Возмужавший, но отнюдь не помудревший ученик доктора Редлиха, явно запретивший себе сомневаться в целесообразности результата и затраченных на него внутренних усилий и душевных резервов («Потом меня в акациях тошнило, / и обжигал любой нательный крестик»), рискованно пропускает все остановки, где можно высадиться и сойти в колею нормальной жизни.
«Вези, нелегкая», – погоняет Бушуев уже на родине Уайльда и Блейка. Чудесное и чудовищное у него нерасторжимы. Литературная игра превращается в миф, а тот в свою очередь перетекает в реальность. Отдавшись течению огненной речки, уже не спрашивают, что там к чему. В стихах звучит нечто падшее и апостольское. Они говорят о спасении и смерти, нежности и пороке. Исчезает вязкость, и баррикады метафор остаются в прошлом. Бушуев учится говорить открыто:
Осыпется елка сухою иглой,
растает звезда,
ты скажешь: – А можно я буду с тобой,
с тобой навсегда?
Из страны уехать можно, а от собственной родинки уехать нельзя – все равно она будет надрываться и аукаться.

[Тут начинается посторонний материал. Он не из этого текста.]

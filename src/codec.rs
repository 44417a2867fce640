use std::fmt;

/// The destination grammar an encoded string is bound for.
///
/// Each context has its own set of reserved characters and its own escape
/// rules; encoding for the wrong context is as unsafe as not encoding at
/// all, so [`EncodedOutput`] carries its context with it.
///
/// # Examples
///
/// ```
/// use sink_guard::{encode, Context};
///
/// let out = encode("<b>hi</b>", Context::HtmlText);
/// assert_eq!(out.as_str(), "&lt;b&gt;hi&lt;/b&gt;");
/// assert_eq!(out.context(), Context::HtmlText);
/// ```
#[derive(Debug, Clone, Copy, PartialEq, Eq, Hash)]
pub enum Context {
    /// HTML element text content.
    HtmlText,
    /// A quoted HTML attribute value.
    HtmlAttribute,
    /// One physical line of an append-only text log.
    LogLine,
}

impl fmt::Display for Context {
    fn fmt(&self, f: &mut fmt::Formatter<'_>) -> fmt::Result {
        match self {
            Self::HtmlText => write!(f, "html-text"),
            Self::HtmlAttribute => write!(f, "html-attribute"),
            Self::LogLine => write!(f, "log-line"),
        }
    }
}

/// A string guaranteed to contain no unescaped control sequence for its
/// declared target grammar.
///
/// Produced by [`encode`] or by [`Sanitizer::sanitize`](crate::Sanitizer::sanitize);
/// immutable once produced and safe to hand directly to the matching sink.
/// There is no public constructor from raw text: the only way to obtain an
/// `EncodedOutput` is through an encoding path.
#[derive(Debug, Clone, PartialEq, Eq)]
pub struct EncodedOutput {
    text: String,
    context: Context,
}

impl EncodedOutput {
    /// Wraps already-encoded text. Callers must have applied the escape
    /// rules for `context` to every character of `text`.
    pub(crate) fn new_unchecked(text: String, context: Context) -> Self {
        Self { text, context }
    }

    /// Returns the encoded text.
    pub fn as_str(&self) -> &str {
        &self.text
    }

    /// Consumes the output and returns the encoded text.
    pub fn into_string(self) -> String {
        self.text
    }

    /// Returns the context this output was encoded for.
    pub fn context(&self) -> Context {
        self.context
    }

    /// Returns the encoded length in bytes.
    pub fn len(&self) -> usize {
        self.text.len()
    }

    /// Returns `true` if the encoded text is empty.
    pub fn is_empty(&self) -> bool {
        self.text.is_empty()
    }
}

impl fmt::Display for EncodedOutput {
    fn fmt(&self, f: &mut fmt::Formatter<'_>) -> fmt::Result {
        f.write_str(&self.text)
    }
}

impl AsRef<str> for EncodedOutput {
    fn as_ref(&self) -> &str {
        &self.text
    }
}

/// Encodes `text` for the given target grammar.
///
/// This is a pure, total function: every input character has a defined
/// mapping (identity for unreserved characters), every character of
/// arbitrary-length input is mapped, and nothing is ever truncated.
///
/// Encoding is NOT idempotent. Re-encoding an already-encoded string
/// double-escapes it (`&lt;` becomes `&amp;lt;`), so encode exactly once,
/// at the last step before the value reaches its sink.
///
/// # Contexts
///
/// - [`Context::HtmlText`]: the five HTML-reserved characters
///   (`& < > " '`) become entity references.
/// - [`Context::HtmlAttribute`]: the same five, plus backtick and `=`,
///   which can terminate or extend an attribute value in lenient parsers.
/// - [`Context::LogLine`]: carriage-return and line-feed become the
///   two-character literal escapes `\r` and `\n`, so no payload can forge
///   a line boundary and inject an extra log record.
///
/// # Examples
///
/// ```
/// use sink_guard::{encode, Context};
///
/// let line = encode("user\nadmin logged in", Context::LogLine);
/// assert_eq!(line.as_str(), "user\\nadmin logged in");
/// assert_eq!(line.as_str().lines().count(), 1);
/// ```
pub fn encode(text: &str, context: Context) -> EncodedOutput {
    let encoded = match context {
        Context::HtmlText => encode_html_text(text),
        Context::HtmlAttribute => encode_html_attribute(text),
        Context::LogLine => encode_log_line(text),
    };
    EncodedOutput::new_unchecked(encoded, context)
}

fn encode_html_text(text: &str) -> String {
    let mut out = String::with_capacity(text.len());
    for ch in text.chars() {
        match ch {
            '&' => out.push_str("&amp;"),
            '<' => out.push_str("&lt;"),
            '>' => out.push_str("&gt;"),
            '"' => out.push_str("&quot;"),
            '\'' => out.push_str("&#x27;"),
            _ => out.push(ch),
        }
    }
    out
}

fn encode_html_attribute(text: &str) -> String {
    let mut out = String::with_capacity(text.len());
    for ch in text.chars() {
        match ch {
            '&' => out.push_str("&amp;"),
            '<' => out.push_str("&lt;"),
            '>' => out.push_str("&gt;"),
            '"' => out.push_str("&quot;"),
            '\'' => out.push_str("&#x27;"),
            // These can terminate or extend an attribute value under
            // lenient parsing rules.
            '`' => out.push_str("&#x60;"),
            '=' => out.push_str("&#x3d;"),
            _ => out.push(ch),
        }
    }
    out
}

fn encode_log_line(text: &str) -> String {
    let mut out = String::with_capacity(text.len());
    for ch in text.chars() {
        match ch {
            '\r' => out.push_str("\\r"),
            '\n' => out.push_str("\\n"),
            _ => out.push(ch),
        }
    }
    out
}
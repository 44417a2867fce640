use crate::allowlist::AllowListPolicy;
use crate::bind::{
    bind_sql, bind_xpath, Bindings, FilterBuilder, SqlQuery, Template, XPathQuery, XPathTemplate,
};
use crate::codec::{encode, Context, EncodedOutput};
use crate::error::{Error, PolicyError, PolicyErrorKind};
use crate::input::RawInput;
use crate::sanitizer::Sanitizer;
use crate::validator::ValidationPolicy;

/// The toolkit's public entry point, wiring validation, sanitization and
/// binding behind one configured object.
///
/// An `InjectionGuard` is built once from explicit policy configuration
/// and then shared read-only: every component underneath is a stateless
/// pure transform, so concurrent callers need no coordination and no
/// operation blocks or suspends. Discarding a produced value before it
/// reaches an execution collaborator is the only cancellation there is.
///
/// This is also the only layer that translates a rejection into a
/// user-visible message, and it encodes the offending input before
/// echoing it, so attacker-controlled text never reflects raw into a
/// response channel.
///
/// # Examples
///
/// ```
/// use sink_guard::{AllowListPolicy, InjectionGuard, RawInput, ValidationPolicy};
///
/// let guard = InjectionGuard::builder()
///     .validation(ValidationPolicy::display_name())
///     .allow_list(
///         AllowListPolicy::builder()
///             .allow_element("p")
///             .allow_element("strong")
///             .build()
///             .unwrap(),
///     )
///     .build()
///     .unwrap();
///
/// assert!(guard.check(&RawInput::new("Brooklyn", "borough")).is_ok());
/// ```
#[derive(Debug, Clone)]
pub struct InjectionGuard {
    validation: ValidationPolicy,
    sanitizer: Sanitizer,
    filters: FilterBuilder,
}

impl InjectionGuard {
    /// Starts building a guard.
    pub fn builder() -> InjectionGuardBuilder {
        InjectionGuardBuilder::default()
    }

    /// Validates untrusted input against the configured policy.
    ///
    /// # Errors
    ///
    /// Returns [`Error::Validation`] with the typed rejection reason.
    pub fn check(&self, input: &RawInput) -> Result<(), Error> {
        match self.validation.validate(input) {
            Ok(()) => {
                tracing::debug!(origin = %input.origin(), "input accepted");
                Ok(())
            }
            Err(e) => {
                tracing::warn!(origin = %input.origin(), reason = %e, "input rejected");
                Err(e.into())
            }
        }
    }

    /// Sanitizes markup against the configured allow-list and encodes it
    /// for the HTML text context.
    pub fn render_html(&self, markup: &str) -> EncodedOutput {
        let out = self.sanitizer.sanitize(markup);
        tracing::debug!(bytes = out.len(), "markup sanitized");
        out
    }

    /// Neutralizes a message for the log-line context: the result is
    /// exactly one physical line, whatever the payload.
    pub fn log_line(&self, message: &str) -> EncodedOutput {
        encode(message, Context::LogLine)
    }

    /// Validates then binds values to a SQL template.
    ///
    /// # Errors
    ///
    /// [`Error::Binding`] on any placeholder/value mismatch, before any
    /// execution collaborator is involved.
    pub fn bind_sql(&self, template: &Template, values: &Bindings) -> Result<SqlQuery, Error> {
        let query = bind_sql(template, values)?;
        tracing::debug!(params = query.params().len(), "sql template bound");
        Ok(query)
    }

    /// Returns the structured-filter builder, configured with the
    /// standard metacharacter-excluding value policy.
    pub fn filters(&self) -> &FilterBuilder {
        &self.filters
    }

    /// Binds values to a compiled XPath template.
    ///
    /// # Errors
    ///
    /// [`Error::Binding`] on any variable/value mismatch.
    pub fn bind_xpath(
        &self,
        template: &XPathTemplate,
        values: &Bindings,
    ) -> Result<XPathQuery, Error> {
        let query = bind_xpath(template, values)?;
        tracing::debug!(vars = query.resolver().len(), "xpath template bound");
        Ok(query)
    }

    /// Formats a user-visible rejection message for failed input.
    ///
    /// The offending text is passed through the codec before inclusion,
    /// first for the HTML text context and then for the log-line
    /// context, so the message is safe to write into a response body or
    /// a log line without reflecting raw attacker input. Neither pass
    /// introduces characters the other escapes, so the order does not
    /// double-escape.
    pub fn rejection_message(&self, input: &RawInput, error: &Error) -> String {
        let echoed = encode(
            encode(input.text(), Context::HtmlText).as_str(),
            Context::LogLine,
        );
        format!(
            "input from '{}' was rejected ({}): {}",
            input.origin(),
            error,
            echoed
        )
    }
}

/// Builder for [`InjectionGuard`].
///
/// Both policies are explicit configuration with no defaults; a guard
/// with a policy you never chose is worse than a build error.
#[derive(Debug, Default)]
pub struct InjectionGuardBuilder {
    validation: Option<ValidationPolicy>,
    allow_list: Option<AllowListPolicy>,
}

impl InjectionGuardBuilder {
    /// Sets the input validation policy. Required.
    pub fn validation(mut self, policy: ValidationPolicy) -> Self {
        self.validation = Some(policy);
        self
    }

    /// Sets the markup allow-list policy. Required.
    pub fn allow_list(mut self, policy: AllowListPolicy) -> Self {
        self.allow_list = Some(policy);
        self
    }

    /// Builds the guard.
    ///
    /// # Errors
    ///
    /// [`PolicyErrorKind::EmptyPolicy`] if either policy is missing.
    pub fn build(self) -> Result<InjectionGuard, PolicyError> {
        let validation = self.validation.ok_or_else(|| {
            PolicyError::new(PolicyErrorKind::EmptyPolicy, "validation policy is required")
        })?;
        let allow_list = self.allow_list.ok_or_else(|| {
            PolicyError::new(PolicyErrorKind::EmptyPolicy, "allow-list policy is required")
        })?;

        Ok(InjectionGuard {
            validation,
            sanitizer: Sanitizer::new(allow_list),
            filters: FilterBuilder::new(),
        })
    }
}

#[cfg(test)]
mod tests {
    use super::*;
    use crate::bind::BoundValue;
    use crate::validator::ValidationErrorKind;

    fn guard() -> InjectionGuard {
        InjectionGuard::builder()
            .validation(ValidationPolicy::display_name())
            .allow_list(
                AllowListPolicy::builder()
                    .allow_element("p")
                    .allow_element("strong")
                    .build()
                    .unwrap(),
            )
            .build()
            .unwrap()
    }

    #[test]
    fn builder_requires_validation_policy() {
        let err = InjectionGuard::builder()
            .allow_list(AllowListPolicy::builder().build().unwrap())
            .build()
            .unwrap_err();
        assert_eq!(err.kind(), PolicyErrorKind::EmptyPolicy);
    }

    #[test]
    fn builder_requires_allow_list_policy() {
        let err = InjectionGuard::builder()
            .validation(ValidationPolicy::display_name())
            .build()
            .unwrap_err();
        assert_eq!(err.kind(), PolicyErrorKind::EmptyPolicy);
    }

    #[test]
    fn check_accepts_and_rejects_per_policy() {
        let guard = guard();
        assert!(guard.check(&RawInput::new("Brooklyn", "borough")).is_ok());

        let err = guard
            .check(&RawInput::new("x' or 1=1", "borough"))
            .unwrap_err();
        assert!(matches!(err, Error::Validation(_)));
    }

    #[test]
    fn render_html_applies_allow_list_then_encodes() {
        let guard = guard();
        let out = guard.render_html("<p>hi</p><script>alert(1)</script>");
        assert_eq!(out.as_str(), "&lt;p&gt;hi&lt;/p&gt;");
    }

    #[test]
    fn log_line_neutralizes_boundaries() {
        let guard = guard();
        let out = guard.log_line("a\r\nb");
        assert_eq!(out.as_str(), "a\\r\\nb");
        assert_eq!(out.context(), Context::LogLine);
    }

    #[test]
    fn bind_sql_delegates_with_errors_surfaced() {
        let guard = guard();
        let template = Template::parse("select * from t where a = :a").unwrap();

        let err = guard.bind_sql(&template, &Bindings::new()).unwrap_err();
        assert!(matches!(err, Error::Binding(_)));

        let mut values = Bindings::new();
        values.insert("a", BoundValue::from(1i64)).unwrap();
        assert!(guard.bind_sql(&template, &values).is_ok());
    }

    #[test]
    fn bind_xpath_delegates_with_errors_surfaced() {
        let guard = guard();
        let template = XPathTemplate::compile("//book[@id=$id]").unwrap();

        let mut values = Bindings::new();
        values.insert("id", "bk102").unwrap();
        let query = guard.bind_xpath(&template, &values).unwrap();
        assert_eq!(query.expression(), "//book[@id=$id]");
    }

    #[test]
    fn filters_use_the_metacharacter_policy() {
        let guard = guard();
        assert!(guard.filters().eq("borough", "Brooklyn").is_ok());
        assert!(guard.filters().eq("borough", "x$where").is_err());
    }

    #[test]
    fn rejection_message_never_echoes_raw_input() {
        let guard = guard();
        let payload = "<script>alert('pwn')</script>";
        let input = RawInput::new(payload, "comment");
        let err = guard.check(&input).unwrap_err();

        let message = guard.rejection_message(&input, &err);
        assert!(!message.contains(payload));
        assert!(!message.contains('<'));
        assert!(message.contains("comment"));
        assert!(message.contains("&lt;script&gt;"));
    }

    #[test]
    fn rejection_message_never_forges_a_log_record() {
        let guard = guard();
        let payload = "x!\n2026-08-30 INFO forged admin login";
        let input = RawInput::new(payload, "login");
        let err = guard.check(&input).unwrap_err();

        let message = guard.rejection_message(&input, &err);
        // One physical line, whatever boundary characters the payload
        // carried; the boundary arrives as its two-character escape.
        assert!(!message.contains('\n'));
        assert!(!message.contains('\r'));
        assert_eq!(message.lines().count(), 1);
        assert!(message.contains("x!\\n2026-08-30"));
    }

    #[test]
    fn rejection_reason_survives_into_message() {
        let guard = guard();
        let input = RawInput::new("toolongtoolongtoolongtoolongtoolongtoolongtoolongxx", "name");
        let err = guard.check(&input).unwrap_err();
        if let Error::Validation(v) = &err {
            assert_eq!(v.kind(), &ValidationErrorKind::TooLong { limit: 50 });
        }
        let message = guard.rejection_message(&input, &err);
        assert!(message.contains("maximum length"));
    }

    #[test]
    fn guard_is_shareable_across_threads() {
        fn assert_send_sync<T: Send + Sync>() {}
        assert_send_sync::<InjectionGuard>();
    }
}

В Лондоне Бушуев устроился на телевидение спортивным комментатором, но поэзия остается его главным делом, решительной ставкой. Избавляясь от филологической накипи и маскирующих подоплеку метафизических шифров, она за границей приобретает прозрачность, словно выдержанное вино из монастырского погреба, и балансирует на грани Есенина и Набокова, Иванова и Северянина, Вертинского и Лермонтова, – гремучая смесь.

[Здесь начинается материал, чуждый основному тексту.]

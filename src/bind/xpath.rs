use crate::bind::{check_correspondence, BindingError, Bindings, BoundValue};
use crate::error::{PolicyError, PolicyErrorKind};

/// A compiled XPath expression template referencing variables by name.
///
/// Variables are written `$name` inside the expression; the expression
/// text is fixed at compile time and raw values are never interpolated
/// into it. Multiple references to the same variable count as a single
/// reference.
///
/// # Examples
///
/// ```
/// use sink_guard::XPathTemplate;
///
/// let template = XPathTemplate::compile("//book[@id=$bookId]").unwrap();
/// assert_eq!(template.variables(), ["bookId"]);
/// ```
#[derive(Debug, Clone, PartialEq, Eq)]
pub struct XPathTemplate {
    expression: String,
    /// Variable names in order of first reference.
    variables: Vec<String>,
}

impl XPathTemplate {
    /// Compiles an expression, recording its `$name` variable references.
    ///
    /// # Errors
    ///
    /// [`PolicyErrorKind::InvalidTemplate`] if the expression is empty.
    pub fn compile(expression: impl Into<String>) -> Result<Self, PolicyError> {
        let expression = expression.into();
        if expression.trim().is_empty() {
            return Err(PolicyError::new(
                PolicyErrorKind::InvalidTemplate,
                "xpath expression is empty",
            ));
        }

        let mut variables: Vec<String> = Vec::new();
        let bytes = expression.as_bytes();
        let mut i = 0;
        while i < bytes.len() {
            if bytes[i] == b'$' {
                let start = i + 1;
                let mut end = start;
                while end < bytes.len()
                    && (bytes[end].is_ascii_alphanumeric() || bytes[end] == b'_')
                {
                    end += 1;
                }
                if end > start {
                    let name = expression[start..end].to_string();
                    if !variables.contains(&name) {
                        variables.push(name);
                    }
                    i = end;
                    continue;
                }
            }
            i += 1;
        }

        Ok(Self {
            expression,
            variables,
        })
    }

    /// Returns the expression text.
    pub fn expression(&self) -> &str {
        &self.expression
    }

    /// Returns the referenced variable names, in order of first
    /// reference.
    pub fn variables(&self) -> &[String] {
        &self.variables
    }
}

/// A variable-resolution context consulted by the query engine at
/// evaluation time.
///
/// Mirrors the resolver interface of XPath engines: the engine asks for
/// a variable by name while evaluating the compiled expression, and the
/// value is supplied out-of-band from the expression text.
#[derive(Debug, Clone, Default, PartialEq)]
pub struct VariableResolver {
    vars: Vec<(String, BoundValue)>,
}

impl VariableResolver {
    /// Resolves a variable by name. Returns `None` for unknown names,
    /// which an engine reports as an evaluation error.
    pub fn resolve(&self, name: &str) -> Option<&BoundValue> {
        self.vars.iter().find(|(n, _)| n == name).map(|(_, v)| v)
    }

    /// Returns the number of registered variables.
    pub fn len(&self) -> usize {
        self.vars.len()
    }

    /// Returns `true` if no variables are registered.
    pub fn is_empty(&self) -> bool {
        self.vars.is_empty()
    }
}

/// An executable XPath query: the compiled expression plus its resolver.
///
/// Hand both to the engine; the expression never contains a raw value.
#[derive(Debug, Clone, PartialEq)]
pub struct XPathQuery {
    expression: String,
    resolver: VariableResolver,
}

impl XPathQuery {
    /// Returns the expression text, with `$name` references intact.
    pub fn expression(&self) -> &str {
        &self.expression
    }

    /// Returns the variable resolver for the engine to consult.
    pub fn resolver(&self) -> &VariableResolver {
        &self.resolver
    }
}

/// Binds values to an XPath template, producing an executable query.
///
/// # Errors
///
/// - [`UnboundPlaceholder`](crate::BindingErrorKind::UnboundPlaceholder)
///   if the expression references a variable absent from `values`.
/// - [`UnusedValue`](crate::BindingErrorKind::UnusedValue) if `values`
///   supplies a name the expression never references.
pub fn bind_xpath(
    template: &XPathTemplate,
    values: &Bindings,
) -> Result<XPathQuery, BindingError> {
    check_correspondence(template.variables(), values)?;

    let vars = values
        .iter()
        .map(|(name, value)| (name.to_string(), value.clone()))
        .collect();

    Ok(XPathQuery {
        expression: template.expression().to_string(),
        resolver: VariableResolver { vars },
    })
}

#[cfg(test)]
mod tests {
    use super::*;
    use crate::bind::BindingErrorKind;

    fn values(pairs: &[(&str, BoundValue)]) -> Bindings {
        let mut b = Bindings::new();
        for (name, value) in pairs {
            b.insert(*name, value.clone()).unwrap();
        }
        b
    }

    #[test]
    fn compile_records_variable_references() {
        let template = XPathTemplate::compile("//book[@id=$bookId]").unwrap();
        assert_eq!(template.variables(), ["bookId"]);
        assert_eq!(template.expression(), "//book[@id=$bookId]");
    }

    #[test]
    fn repeated_reference_counts_once() {
        let template =
            XPathTemplate::compile("//book[@id=$id or @alt-id=$id]").unwrap();
        assert_eq!(template.variables(), ["id"]);
    }

    #[test]
    fn expression_without_variables_is_legal() {
        let template = XPathTemplate::compile("//book").unwrap();
        assert!(template.variables().is_empty());
    }

    #[test]
    fn empty_expression_is_a_construction_error() {
        let err = XPathTemplate::compile("  ").unwrap_err();
        assert_eq!(err.kind(), PolicyErrorKind::InvalidTemplate);
    }

    #[test]
    fn bind_registers_values_with_the_resolver() {
        let template = XPathTemplate::compile("//book[@id=$bookId]").unwrap();
        let query =
            bind_xpath(&template, &values(&[("bookId", BoundValue::from("bk102"))])).unwrap();

        assert_eq!(query.expression(), "//book[@id=$bookId]");
        assert_eq!(
            query.resolver().resolve("bookId"),
            Some(&BoundValue::from("bk102"))
        );
        assert_eq!(query.resolver().resolve("other"), None);
    }

    #[test]
    fn raw_value_is_never_interpolated() {
        let template = XPathTemplate::compile("//user[name=$who]").unwrap();
        let payload = "'] | //secret | //user['";
        let query = bind_xpath(&template, &values(&[("who", BoundValue::from(payload))])).unwrap();

        assert!(!query.expression().contains(payload));
        assert_eq!(query.expression(), "//user[name=$who]");
    }

    #[test]
    fn unbound_variable_fails() {
        let template = XPathTemplate::compile("//book[@id=$bookId]").unwrap();
        let err = bind_xpath(&template, &Bindings::new()).unwrap_err();
        assert_eq!(
            err.kind(),
            &BindingErrorKind::UnboundPlaceholder {
                name: "bookId".to_string()
            }
        );
    }

    #[test]
    fn unused_value_fails() {
        let template = XPathTemplate::compile("//book[@id=$bookId]").unwrap();
        let err = bind_xpath(
            &template,
            &values(&[
                ("bookId", BoundValue::from("bk102")),
                ("bookid", BoundValue::from("typo")),
            ]),
        )
        .unwrap_err();
        assert_eq!(
            err.kind(),
            &BindingErrorKind::UnusedValue {
                name: "bookid".to_string()
            }
        );
    }

    #[test]
    fn lone_dollar_is_not_a_variable() {
        let template = XPathTemplate::compile("//price[text()='$']").unwrap();
        assert!(template.variables().is_empty());
    }

    #[test]
    fn template_is_shareable_across_binds() {
        let template = XPathTemplate::compile("//book[@id=$id]").unwrap();

        let q1 = bind_xpath(&template, &values(&[("id", BoundValue::from("a"))])).unwrap();
        let q2 = bind_xpath(&template, &values(&[("id", BoundValue::from("b"))])).unwrap();

        assert_ne!(q1.resolver(), q2.resolver());
        assert_eq!(template.expression(), "//book[@id=$id]");
    }
}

А темп нарастает (змея лениво сбрасывает кожу):
Когда я вернусь в Китай,
Зажгут бумажные лампы,
Сядут на свой трамвай
Старые эмигранты.
Тихо уйдут во тьму
Юноши в белых шортах,
Может быть, на войну:
Ласточки на погонах.
Крашеный попугай
Заговорит по-русски.
Будет немало музыки,
Когда я вернусь в Китай.
И лирично, и остро.
Бушуев умеет изобразить мир одной строкой, заключить мир в слова (так, чтобы он сохранил в них свободу), разделить полюса, дать емкое, запоминающееся определение: «танцор без танца», «русской зимы православье», «и это будут не дурные вести, / но это будут стаи вещих птиц».
Или вот еще:
Химеры, маги, чародеи
Омрачены тяжелым знаньем,
И в сквере мраморная леди
Сто лет сидит за вышиваньем.
Четыре строчки, а готова целая картина – трактовки не требуется, так написалось, и сколько ни расшифровывай, получится галиматья и литературная критика.
Постоянные образы: осень, листопад, золото и снег, антикварные редкости, звезды и ягоды, а в конце пути – как маяк – ночная спасительная аптека, за прилавком которой стоит не то Фауст, не то Мефистофель.
В изысканных ритмах творится душистая алхимия. Бушуев провоцирует мир на бесконечные метаморфозы и варит зелье, как чернокнижник Средневековья. Его поиски в поэзии – это и эстетический опыт, и обаятельное позерство, и магическая практика, и лирическая исповедь.